La Piccolo si mantiene in perfetto equilibrio fra questi due estremi: la sua interpretazione non ha mai un attimo di cedimento la rabbia, l'odio, il rancore non prendono mai il sopravvento, nemmeno di fronte all'arrogante capitano nazista, interpretato da Marco Cacciola che ne restituisce bene la presunzione della superiorità ariana. Coralità forte grazie a Silvano Piccardi, Olek Mincer nei panni degli ebrei anziani e Francesco Zecca ebreo giovane; straordinaria la conbattuta e sofferta difesa di dio proposta da Vittorio Viviani nel ruolo del rabbino anziano.
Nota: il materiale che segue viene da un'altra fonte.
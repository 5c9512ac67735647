use std::collections::{BTreeMap, HashSet};

use rand::rngs::OsRng;
use rand::{CryptoRng, Rng};
use serde::{Deserialize, Deserializer, Serialize};
use serde_json::Value;
use tracing::{debug, warn};

use crate::generation::win_pool::{FieldKind, WinPool};

/// Only slots of this type receive generated numbers; labels, images and fixed
/// text are filled in by the frontend.
pub const GENERATED_SLOT_TYPE: &str = "user_input";

/// One template slot as sent by the editor. Fields are read leniently: numbers
/// are stringified and values of any other type count as absent, so one odd
/// slot never rejects the whole request.
#[derive(Debug, Clone, Deserialize)]
pub struct SlotConfig {
    #[serde(default, deserialize_with = "lenient_string")]
    pub id: Option<String>,
    #[serde(default, deserialize_with = "lenient_string")]
    pub slot_type: Option<String>,
    #[serde(default, deserialize_with = "lenient_string")]
    pub data_key: Option<String>,
}

fn lenient_string<'de, D>(deserializer: D) -> Result<Option<String>, D::Error>
where
    D: Deserializer<'de>,
{
    Ok(match Option::<Value>::deserialize(deserializer)? {
        Some(Value::String(s)) => Some(s),
        Some(Value::Number(n)) => Some(n.to_string()),
        _ => None,
    })
}

#[derive(Debug, Deserialize)]
pub struct GenerateRequest {
    /// Accepted for tracing only; the slot list is supplied by the caller.
    pub template_id: Option<String>,
    pub user_seed: Option<String>,
    #[serde(default)]
    pub slot_configs: Vec<SlotConfig>,
}

#[derive(Debug, Serialize, Deserialize)]
pub struct GenerateResponse {
    /// Slot id → generated string.
    pub results: BTreeMap<String, String>,
}

impl SlotConfig {
    /// Returns `(slot id, field kind)` when this slot needs a generated value.
    fn generation_target(&self) -> Option<(&str, FieldKind)> {
        if self.slot_type.as_deref() != Some(GENERATED_SLOT_TYPE) {
            return None;
        }
        let key = self.data_key.as_deref().filter(|k| !k.is_empty())?;
        let id = self.id.as_deref().filter(|id| !id.is_empty())?;
        Some((id, FieldKind::from_key(key)))
    }
}

/// Builds one pool from `seed` and fills every generation slot from it.
///
/// Slots are keyed by their own id, so two slots sharing a `data_key` get
/// independent draws. A repeated id keeps the last draw.
pub fn generate_results(seed: Option<&str>, slots: &[SlotConfig]) -> BTreeMap<String, String> {
    generate_results_with_rng(seed, slots, &mut OsRng)
}

pub fn generate_results_with_rng<R>(
    seed: Option<&str>,
    slots: &[SlotConfig],
    rng: &mut R,
) -> BTreeMap<String, String>
where
    R: Rng + CryptoRng + ?Sized,
{
    let pool = WinPool::build(seed, rng);
    let mut results = BTreeMap::new();
    let mut warned: HashSet<String> = HashSet::new();

    for (id, kind) in slots.iter().filter_map(SlotConfig::generation_target) {
        if let FieldKind::Unrecognized(key) = &kind {
            if warned.insert(key.clone()) {
                warn!("Unrecognized data_key '{key}', falling back to a random 2-digit value");
            }
        }
        results.insert(id.to_string(), pool.generate(&kind, rng));
    }

    debug!("Generated {} slot values from a {}-digit pool", results.len(), pool.digits().len());
    results
}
Al Teatro Caminetti per due serate al gran completo, con il pubblico che ha seguito un'ora e mezza di spettacolo senza interruzione, in un silenzio assoluto. Con “Processo a Dio” la stagione di prosa de Centro Santa Chiara ha onorato la Giornata della Memoria, che si aggiunge alla proposta di teatro come rito morale viaggio nella coscienza individuale e alla collettiva iniziata quest'anno con “Delitto e castigo” di Dostoevskiy, con Glauco Ma urie e “La Tempesta” di Shakespeare, fra vendetta e perdono, proposta da Tato Russo, e proseguirà il 29 gennaio con la complessa vicenda umana e politica di Cesare Battisti, raccontata da Marco Baliani e Maria Maglietta in “Di scomode parole”.